Web-based software that enable online interaction includes browsers, forums, blogs, mailing lists, content management systems, chat rooms, wikis, video conferencing, file sharing, and cloud collaboration. Through these products and systems, participation takes many forms. For example, retail websites allow customers to participate in the sales process by leaving reviews of products and services. Marketing researchers use surveys and online focus groups to gather feedback. Media outlets enable people to participate in the creation of news by using the Internet to upload in-person observations of important events.

One of the most comprehensive examples of online participation is in social networking. Social networks use an array of web-based functionality to encourage engagement and interaction in a virtual community. People set up profiles, select avatars, create an entire persona that may or may not represent a real personality, create and upload information, and effectively live an electronic life. Through the burgeoning use of always-connected smart devices such as tablets and smartphones, online participation can almost crowd out real life as people constantly text, microblog, email, and update their online profiles in real time.

Part of the attraction of online participation is a sense of belonging outside of the constraints of physicality or personality. A person can recreate themselves online, build a reputation, and gain recognition in a controlled fashion. Only the information that he wants to share is made available to the community. A person who may have had difficulty making friends or who was not popular in school can live any life he imagines, as long as he can maintain a consistent profile.

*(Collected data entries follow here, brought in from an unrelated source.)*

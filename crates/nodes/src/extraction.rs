//! Heuristic extraction of key points, statistics, quotes and named entities
//! from search snippets. The Researcher feeds the result into its synthesis
//! prompt and derives a research-quality score and knowledge gaps from it.

use std::fmt;

use once_cell::sync::Lazy;
use regex::Regex;

static SENTENCE_BREAK: Lazy<Regex> = Lazy::new(|| Regex::new(r"[.!?]+\s+").expect("valid regex"));
static STATISTIC: Lazy<Regex> = Lazy::new(|| {
    Regex::new(
        r"(?i)\$[\d,]+(?:\.\d+)?(?:\s*(?:million|billion|thousand))?|\b\d+(?:\.\d+)?%|\b\d+(?:,\d{3})*(?:\.\d+)?\s*(?:million|billion|thousand)\b",
    )
    .expect("valid regex")
});
static QUOTE: Lazy<Regex> = Lazy::new(|| Regex::new(r#"["“”]([^"“”]+)["“”]"#).expect("valid regex"));
static DATE: Lazy<Regex> = Lazy::new(|| {
    Regex::new(
        r"(?i)\b\d{1,2}/\d{1,2}/\d{2,4}\b|\b\d{4}-\d{2}-\d{2}\b|\b(?:Jan|Feb|Mar|Apr|May|Jun|Jul|Aug|Sep|Oct|Nov|Dec)[a-z]* \d{1,2},? \d{4}\b",
    )
    .expect("valid regex")
});
static NAME: Lazy<Regex> =
    Lazy::new(|| Regex::new(r"\b[A-Z][a-z]+(?:\s+[A-Z][a-z]+)+\b").expect("valid regex"));

const MAX_KEY_POINTS: usize = 10;
const MIN_SENTENCE_CHARS: usize = 20;
const MIN_QUOTE_CHARS: usize = 10;
const MAX_NAMES: usize = 10;
/// Characters of context kept on each side of a statistic.
const STAT_CONTEXT_CHARS: usize = 30;

const SIGNAL_WORDS: &[&str] = &[
    "important", "significant", "key", "critical", "essential", "shows", "demonstrates",
    "reveals", "indicates", "suggests", "according to", "research", "study", "found",
    "discovered",
];

#[derive(Debug, Clone, Copy, PartialEq, Eq)]
pub(crate) enum Category {
    Statistic,
    Quote,
    Contrast,
    Conclusion,
    Enumeration,
    Question,
    General,
}

impl fmt::Display for Category {
    fn fmt(&self, f: &mut fmt::Formatter<'_>) -> fmt::Result {
        f.write_str(match self {
            Self::Statistic => "statistic",
            Self::Quote => "quote",
            Self::Contrast => "contrast",
            Self::Conclusion => "conclusion",
            Self::Enumeration => "enumeration",
            Self::Question => "question",
            Self::General => "general",
        })
    }
}

#[derive(Debug, Clone, PartialEq)]
pub(crate) struct KeyPoint {
    pub text: String,
    pub category: Category,
    /// In `[0, 1]`.
    pub importance: f64,
}

#[derive(Debug, Clone, PartialEq, Eq)]
pub(crate) struct Statistic {
    pub value: String,
    pub context: String,
}

/// Everything pulled out of one batch of search results.
#[derive(Debug, Clone, Default, PartialEq)]
pub(crate) struct Extraction {
    /// Most important first.
    pub key_points: Vec<KeyPoint>,
    pub statistics: Vec<Statistic>,
    pub quotes: Vec<String>,
    pub dates: Vec<String>,
    /// Multi-word capitalised phrases (people, organisations, places).
    pub names: Vec<String>,
}

impl Extraction {
    pub(crate) fn from_text(text: &str) -> Self {
        Self {
            key_points: key_points(text),
            statistics: statistics(text),
            quotes: quotes(text),
            dates: unique(DATE.find_iter(text).map(|m| m.as_str().to_string()), usize::MAX),
            names: unique(NAME.find_iter(text).map(|m| m.as_str().to_string()), MAX_NAMES),
        }
    }

    /// The "extracted information" block of the synthesis prompt.
    pub(crate) fn render_context(&self) -> String {
        let mut parts = Vec::new();
        if !self.key_points.is_empty() {
            parts.push("Key Points:".to_string());
            for (i, point) in self.key_points.iter().take(5).enumerate() {
                parts.push(format!("{}. [{}] {}", i + 1, point.category, point.text));
            }
        }
        if !self.statistics.is_empty() {
            parts.push("\nStatistics:".to_string());
            for stat in self.statistics.iter().take(5) {
                parts.push(format!("- {}: {}", stat.value, stat.context));
            }
        }
        if !self.quotes.is_empty() {
            parts.push("\nRelevant Quotes:".to_string());
            for quote in self.quotes.iter().take(3) {
                parts.push(format!("- \"{quote}\""));
            }
        }
        if !self.names.is_empty() || !self.dates.is_empty() {
            parts.push("\nEntities:".to_string());
            if !self.names.is_empty() {
                parts.push(format!("- Names: {}", self.names.join(", ")));
            }
            if !self.dates.is_empty() {
                parts.push(format!("- Dates: {}", self.dates.join(", ")));
            }
        }
        parts.join("\n")
    }

    /// Research quality in `[0, 1]` from extraction yield, source credibility
    /// and synthesis length.
    pub(crate) fn research_quality(&self, credibility: f64, synthesis_chars: usize) -> f64 {
        let mut score = (self.key_points.len() as f64 * 0.05).min(0.3)
            + (self.statistics.len() as f64 * 0.05).min(0.2)
            + credibility.clamp(0.0, 1.0) * 0.3;
        if synthesis_chars > 500 {
            score += 0.2;
        }
        score.min(1.0)
    }

    pub(crate) fn knowledge_gaps(&self) -> Vec<&'static str> {
        let mut gaps = Vec::new();
        if self.statistics.is_empty() {
            gaps.push("No statistical data found");
        }
        if self.quotes.is_empty() {
            gaps.push("No expert quotes or citations");
        }
        if self.key_points.len() < 5 {
            gaps.push("Limited key insights extracted");
        }
        gaps
    }
}

fn sentences(text: &str) -> Vec<&str> {
    SENTENCE_BREAK
        .split(text)
        .map(str::trim)
        .filter(|s| !s.is_empty())
        .collect()
}

fn key_points(text: &str) -> Vec<KeyPoint> {
    let sentences = sentences(text);
    let total = sentences.len();
    let mut points: Vec<KeyPoint> = sentences
        .iter()
        .enumerate()
        .filter(|(_, s)| s.chars().count() >= MIN_SENTENCE_CHARS)
        .map(|(i, s)| KeyPoint {
            text: s.to_string(),
            category: categorize(s),
            importance: importance(s, i, total),
        })
        .collect();
    points.sort_by(|a, b| b.importance.total_cmp(&a.importance));
    points.truncate(MAX_KEY_POINTS);
    points
}

fn importance(sentence: &str, position: usize, total: usize) -> f64 {
    let mut score = 0.0;
    if STATISTIC.is_match(sentence) {
        score += 0.3;
    }
    if QUOTE.is_match(sentence) {
        score += 0.2;
    }
    match sentence.chars().count() {
        50..=150 => score += 0.2,
        151..=200 => score += 0.1,
        _ => {}
    }
    if position < 3 || position + 3 >= total {
        score += 0.2;
    }
    let lower = sentence.to_lowercase();
    let signals = SIGNAL_WORDS.iter().filter(|w| lower.contains(*w)).count();
    score += (signals as f64 * 0.1).min(0.3);
    score.min(1.0)
}

fn categorize(sentence: &str) -> Category {
    let lower = sentence.to_lowercase();
    let any = |words: &[&str]| words.iter().any(|w| lower.contains(w));
    if STATISTIC.is_match(sentence) {
        Category::Statistic
    } else if QUOTE.is_match(sentence) {
        Category::Quote
    } else if any(&["however", "but", "although", "despite"]) {
        Category::Contrast
    } else if any(&["therefore", "thus", "consequently", "as a result"]) {
        Category::Conclusion
    } else if any(&["first", "second", "third", "finally"]) {
        Category::Enumeration
    } else if sentence.contains('?') {
        Category::Question
    } else {
        Category::General
    }
}

fn statistics(text: &str) -> Vec<Statistic> {
    let mut found: Vec<Statistic> = Vec::new();
    for m in STATISTIC.find_iter(text) {
        let before: String = {
            let head = &text[..m.start()];
            let skip = head.chars().count().saturating_sub(STAT_CONTEXT_CHARS);
            head.chars().skip(skip).collect()
        };
        let after: String = text[m.end()..].chars().take(STAT_CONTEXT_CHARS).collect();
        let window = format!("{before}{}{after}", m.as_str());
        let stat = Statistic {
            value: m.as_str().to_string(),
            context: window.split_whitespace().collect::<Vec<_>>().join(" "),
        };
        if !found.contains(&stat) {
            found.push(stat);
        }
    }
    found
}

fn quotes(text: &str) -> Vec<String> {
    unique(
        QUOTE
            .captures_iter(text)
            .filter_map(|c| c.get(1))
            .map(|m| m.as_str().trim().to_string())
            .filter(|q| q.chars().count() > MIN_QUOTE_CHARS),
        usize::MAX,
    )
}

/// First `max` distinct items in order of appearance.
fn unique(items: impl Iterator<Item = String>, max: usize) -> Vec<String> {
    let mut out: Vec<String> = Vec::new();
    for item in items {
        if out.len() == max {
            break;
        }
        if !out.contains(&item) {
            out.push(item);
        }
    }
    out
}

#[cfg(test)]
mod tests {
    use super::*;

    const SNIPPETS: &str = "\
Transformers now power 90% of new NLP systems, according to a 2023 survey. \
Training GPT-3 reportedly cost $4.6 million in compute. \
\"Attention is all you need,\" wrote Ashish Vaswani and colleagues at Google Brain. \
However, recurrent networks remain common on small devices. \
The architecture was published on June 12, 2017 by researchers in Mountain View.";

    #[test]
    fn pulls_statistics_with_context() {
        let extraction = Extraction::from_text(SNIPPETS);
        let values: Vec<&str> = extraction.statistics.iter().map(|s| s.value.as_str()).collect();
        assert_eq!(values, ["90%", "$4.6 million"]);
        assert!(extraction.statistics[0].context.contains("Transformers now power 90%"));
    }

    #[test]
    fn pulls_quotes_and_names() {
        let extraction = Extraction::from_text(SNIPPETS);
        assert_eq!(extraction.quotes, ["Attention is all you need,"]);
        assert!(extraction.names.contains(&"Ashish Vaswani".to_string()));
        assert!(extraction.names.contains(&"Google Brain".to_string()));
        assert_eq!(extraction.dates, ["June 12, 2017"]);
    }

    #[test]
    fn ranks_informative_sentences_first() {
        let extraction = Extraction::from_text(SNIPPETS);
        let top = &extraction.key_points[0];
        assert_eq!(top.category, Category::Statistic);
        assert!(top.text.starts_with("Transformers now power 90%"));
        assert!(extraction
            .key_points
            .iter()
            .any(|p| p.category == Category::Contrast));
        assert!(extraction.key_points.windows(2).all(|w| w[0].importance >= w[1].importance));
    }

    #[test]
    fn short_fragments_are_not_key_points() {
        let extraction = Extraction::from_text("Too short. Also brief! Tiny?");
        assert!(extraction.key_points.is_empty());
    }

    #[test]
    fn gaps_and_quality_reflect_yield() {
        let empty = Extraction::default();
        assert_eq!(
            empty.knowledge_gaps(),
            [
                "No statistical data found",
                "No expert quotes or citations",
                "Limited key insights extracted"
            ]
        );
        assert!((empty.research_quality(1.0, 600) - 0.5).abs() < 1e-9);

        let rich = Extraction::from_text(SNIPPETS);
        assert!(rich.knowledge_gaps().is_empty());
        // 5 key points, 2 statistics, credibility 0.5, short synthesis.
        assert!((rich.research_quality(0.5, 100) - (0.25 + 0.1 + 0.15)).abs() < 1e-9);
    }

    #[test]
    fn context_lists_each_section() {
        let context = Extraction::from_text(SNIPPETS).render_context();
        assert!(context.starts_with("Key Points:\n1. [statistic]"));
        assert!(context.contains("\nStatistics:\n- 90%:"));
        assert!(context.contains("\nRelevant Quotes:\n- \"Attention is all you need,\""));
        assert!(context.contains("- Names: "));
    }
}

Participation online has also significantly impacted business systems. Workers can more effectively collaborate from a distance by using the Internet as an intermediary. Companies enjoy more direct access to consumers through websites and forums. More importantly, perhaps, online participation has provided consumers with more power to sway companies. A single customer can have an exponential impact on a company's bottom line through the proliferation of one negative opinion that can spread like a virus through interconnected social networks.